A cena fica dramática. A câmera se aproxima e a mulher assume, com lágrimas nos olhos, que matou a amante do marido. Além da traição óbvia, o motivo do crime:
- Ela passou clamídia a ele, que passou a mim. E, por causa disso, perdi meu bebê. Vinha há três anos tentando engravidar, era minha última chance.
E completou, para minha surpresa:
- Eu tenho quarenta anos!
Olhei para ela com um pouco mais de atenção. Pareceu-me tão acabada... Eu tenho quarenta e dois e não estou assim. Ou eles estão escolhendo umas atrizes meio velhas para representar quarentonas ou a impressão que eu tenho da minha linda pessoinha está um tanto defasada no tempo.
Lembrei da piada da mulher que vai a um dentista e ao ver o diploma dele, reconhece seu nome como sendo de um colega de escola, de décadas atrás. Porém, ao ser introduza à sala dele, fica chocada por achá-lo idoso demais para ser seu colega. Talvez seja o pai dele. Puxa assunto e, ao ter a confirmação de que realmente era quem ela pensava, exclamou:
- Acho que você era da minha turma!
Ao que ele, após olhá-la por alguns instantes:
- Puxa! Que memória! E a senhora dava aulas de quê?
Melhor conferir isto mais de perto. Vou ao oráculo, isto é, ao espelho. Tá... tem umas ruguinhas, a pele já não tem mais aquela elasticidade, os fios brancos se multiplicam como coelhos na cabeça mas, no geral, ainda sou a mesma Nena de sempre. O corpo até melhorou!
Começo a processar detalhes que possam ter passado desapercebidos. Lembro que fui a uma dermatologista há alguns meses. Estava com uma irritação na pele, havia sido atacada por carrapatos pólvora enquanto fazia uma trilha, mas ela nem me deixou falar. Luz na minha cara, eu já pra gritar:
- Eu confesso, eu confesso!
... quando ela desligou a luz e informou, quase feliz:
- Não! Não é caso de botox, ainda. Mas podemos fazer um preenchimento aqui e...
Eu a interrompi, expliquei o motivo da visita, ela fez uma cara de “mas que precisa, precisa” e rabiscou lá uma pomadinha pra tratar a irritação. Eu fiquei uns dias com a pulga atrás da orelha, aproveitei a tal pomadinha, passei ali onde ela estava picando também e tentei esquecer o assunto.
Mas, não se esquece um assunto desses. A cada nova vela adicionada ao bolo, vem a lembrança da cara analítica de cera da médica, esta sim deve ter botox até no umbigo.

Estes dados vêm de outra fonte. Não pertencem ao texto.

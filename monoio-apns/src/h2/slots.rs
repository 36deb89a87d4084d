use std::{
    cell::{Cell, RefCell},
    collections::HashSet,
};

use super::{SlotError, StreamId, DEFAULT_MAX_CONCURRENT_STREAMS, HIGHEST_ALLOWED_STREAM_ID};
use crate::util::DynamicSemaphore;

/// Hands out client stream ids for one connection while bounding how many
/// streams are open at the same time.
///
/// Ids start at 1 and grow by 2; an id is never handed out twice. The bound
/// follows the peer's MAX_CONCURRENT_STREAMS setting.
#[derive(Debug)]
pub struct StreamSlotAllocator {
    semaphore: DynamicSemaphore,
    // u64 so the step past the last valid id cannot overflow
    next_stream_id: Cell<u64>,
    open: RefCell<HashSet<StreamId>>,
}

impl Default for StreamSlotAllocator {
    fn default() -> Self {
        Self::new(DEFAULT_MAX_CONCURRENT_STREAMS)
    }
}

impl StreamSlotAllocator {
    pub fn new(bound: usize) -> Self {
        Self::with_next_stream_id(bound, 1)
    }

    /// Start allocating at `next_stream_id` instead of 1, for a connection
    /// on which lower ids were already used.
    pub fn with_next_stream_id(bound: usize, next_stream_id: StreamId) -> Self {
        Self {
            semaphore: DynamicSemaphore::new(bound),
            next_stream_id: Cell::new(u64::from(next_stream_id | 1)),
            open: RefCell::new(HashSet::new()),
        }
    }

    /// Wait for a free slot and take the next stream id.
    pub async fn acquire(&self) -> Result<StreamId, SlotError> {
        if self.is_exhausted() {
            return Err(SlotError::Exhausted);
        }
        self.semaphore
            .acquire()
            .await
            .map_err(|_| SlotError::Closed)?;

        let stream_id = self.next_stream_id.get();
        if stream_id > u64::from(HIGHEST_ALLOWED_STREAM_ID) {
            #[cfg(feature = "logging")]
            tracing::debug!("stream ids exhausted while waiting for a slot");
            self.semaphore.release();
            return Err(SlotError::Exhausted);
        }
        self.next_stream_id.set(stream_id + 2);

        let stream_id = stream_id as StreamId;
        self.open.borrow_mut().insert(stream_id);
        Ok(stream_id)
    }

    /// Give the slot of `stream_id` back. Returns false if the stream does not
    /// hold a slot, e.g. because it was released already.
    pub fn release(&self, stream_id: StreamId) -> bool {
        if self.open.borrow_mut().remove(&stream_id) {
            self.semaphore.release();
            return true;
        }
        false
    }

    pub fn set_bound(&self, bound: usize) {
        #[cfg(feature = "logging")]
        tracing::debug!("stream slot bound {} -> {}", self.bound(), bound);
        self.semaphore.set_bound(bound);
    }

    pub fn bound(&self) -> usize {
        self.semaphore.bound()
    }

    pub fn is_busy(&self) -> bool {
        self.semaphore.is_exhausted()
    }

    /// Every stream id this allocator can produce has been produced.
    pub fn is_exhausted(&self) -> bool {
        self.next_stream_id.get() > u64::from(HIGHEST_ALLOWED_STREAM_ID)
    }

    pub fn in_flight(&self) -> usize {
        self.open.borrow().len()
    }

    /// Fail all waiters and refuse further allocations.
    pub fn destroy(&self) {
        self.open.borrow_mut().clear();
        self.semaphore.close();
    }
}

#[cfg(test)]
mod tests {
    use std::{rc::Rc, time::Duration};

    use super::*;

    #[monoio::test(timer_enabled = true)]
    async fn ids_are_odd_and_increasing() {
        let slots = StreamSlotAllocator::new(16);
        let mut last = 0;
        for _ in 0..16 {
            let id = slots.acquire().await.expect("slot");
            assert_eq!(id % 2, 1);
            assert!(id > last);
            last = id;
            slots.release(id);
        }
        assert_eq!(last, 31);
    }

    #[monoio::test(timer_enabled = true)]
    async fn first_acquire_uses_default_bound() {
        let slots = StreamSlotAllocator::default();
        assert_eq!(slots.bound(), DEFAULT_MAX_CONCURRENT_STREAMS);
        assert_eq!(slots.acquire().await, Ok(1));
        assert_eq!(slots.in_flight(), 1);
    }

    #[monoio::test(timer_enabled = true)]
    async fn bound_is_respected() {
        let slots = Rc::new(StreamSlotAllocator::new(2));
        let a = slots.acquire().await.expect("slot");
        let _b = slots.acquire().await.expect("slot");
        assert!(slots.is_busy());

        let waiter = {
            let slots = slots.clone();
            monoio::spawn(async move { slots.acquire().await })
        };
        monoio::time::sleep(Duration::from_millis(5)).await;
        assert_eq!(slots.in_flight(), 2);

        assert!(slots.release(a));
        assert_eq!(waiter.await, Ok(5));
        assert_eq!(slots.in_flight(), 2);
    }

    #[monoio::test(timer_enabled = true)]
    async fn raising_bound_wakes_waiter() {
        let slots = Rc::new(StreamSlotAllocator::new(1));
        slots.acquire().await.expect("slot");
        let waiter = {
            let slots = slots.clone();
            monoio::spawn(async move { slots.acquire().await })
        };
        monoio::time::sleep(Duration::from_millis(5)).await;
        slots.set_bound(10);
        assert_eq!(waiter.await, Ok(3));
        assert!(!slots.is_busy());
    }

    #[monoio::test(timer_enabled = true)]
    async fn exhaustion_does_not_wrap() {
        let slots = StreamSlotAllocator::with_next_stream_id(10, HIGHEST_ALLOWED_STREAM_ID);
        assert_eq!(slots.acquire().await, Ok(HIGHEST_ALLOWED_STREAM_ID));
        assert_eq!(slots.acquire().await, Err(SlotError::Exhausted));
        assert_eq!(slots.acquire().await, Err(SlotError::Exhausted));
        assert_eq!(slots.in_flight(), 1);
        assert!(slots.is_exhausted());
    }

    #[monoio::test(timer_enabled = true)]
    async fn release_is_idempotent() {
        let slots = StreamSlotAllocator::new(1);
        let id = slots.acquire().await.expect("slot");
        assert!(slots.release(id));
        assert!(!slots.release(id));
        assert!(!slots.release(99));
        assert_eq!(slots.in_flight(), 0);
        assert!(!slots.is_busy());
    }

    #[monoio::test(timer_enabled = true)]
    async fn destroy_fails_waiters() {
        let slots = Rc::new(StreamSlotAllocator::new(1));
        slots.acquire().await.expect("slot");
        let waiter = {
            let slots = slots.clone();
            monoio::spawn(async move { slots.acquire().await })
        };
        monoio::time::sleep(Duration::from_millis(5)).await;
        slots.destroy();
        assert_eq!(waiter.await, Err(SlotError::Closed));
        assert_eq!(slots.in_flight(), 0);
    }
}
use http::StatusCode;
use serde::Deserialize;

/// Outcome of one notification as reported by the gateway.
///
/// Rejections are data here, not errors: a result with a non-success status
/// carries the gateway's reason in `description`.
#[derive(Debug, Clone, PartialEq, Eq)]
pub struct NotificationResult {
    pub notification_id: String,
    pub status: StatusCode,
    pub description: Option<String>,
    /// Last time the token was known valid, for 410 responses (ms since epoch).
    pub timestamp: Option<u64>,
}

impl NotificationResult {
    pub fn new(notification_id: impl Into<String>, status: StatusCode) -> Self {
        Self {
            notification_id: notification_id.into(),
            status,
            description: None,
            timestamp: None,
        }
    }

    pub fn is_successful(&self) -> bool {
        self.status == StatusCode::OK
    }
}

/// JSON body sent with a rejection.
#[derive(Debug, Deserialize, PartialEq, Eq)]
pub(crate) struct ErrorBody {
    #[serde(default)]
    pub reason: String,
    #[serde(default)]
    pub timestamp: Option<u64>,
}

impl ErrorBody {
    /// None while the body is incomplete or does not name a reason.
    pub(crate) fn parse(data: &[u8]) -> Option<Self> {
        match serde_json::from_slice::<Self>(data) {
            Ok(body) if !body.reason.is_empty() => Some(body),
            _ => None,
        }
    }
}

#[cfg(test)]
mod tests {
    use super::*;

    #[test]
    fn parse_reason() {
        let body = ErrorBody::parse(br#"{"reason":"BadDeviceToken"}"#).unwrap();
        assert_eq!(body.reason, "BadDeviceToken");
        assert_eq!(body.timestamp, None);
    }

    #[test]
    fn parse_unregistered_timestamp() {
        let body = ErrorBody::parse(br#"{"reason":"Unregistered","timestamp":1700000000000}"#)
            .unwrap();
        assert_eq!(body.timestamp, Some(1_700_000_000_000));
    }

    #[test]
    fn partial_or_reasonless_bodies() {
        assert_eq!(ErrorBody::parse(br#"{"reason":"Bad"#), None);
        assert_eq!(ErrorBody::parse(br#"{}"#), None);
        assert_eq!(ErrorBody::parse(b"not json"), None);
    }

    #[test]
    fn success_status() {
        assert!(NotificationResult::new("n1", StatusCode::OK).is_successful());
        assert!(!NotificationResult::new("n1", StatusCode::BAD_REQUEST).is_successful());
    }
}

Começo a observar que os homens já não me olham tanto como antes, ninguém buzina mais quando eu passo, nem mesmo quando estou de costas... O que denuncia minha decreptude? São as roupas?
Ah! Meu Deus!! É o bumbum! Será que já caiu? Não pode! Ele nunca foi grande. Meu irmão dizia que eu era filha de marceneiro, tinha o bumbum embutido. Como é que um bumbum embutido pode cair a ponto de denunciar meus quarenta e dois anos? Não... não pode ser... Acho que são os cotovelos!! Aposto!! Devem ser cotovelos de velha... Taí a expressão, falar pelos cotovelos. Devem ser eles os primeiros a denunciar a idade da gente, esses fofoqueiros! Sei não. Mas, por via das dúvidas, aproveito para passar um creminho neles.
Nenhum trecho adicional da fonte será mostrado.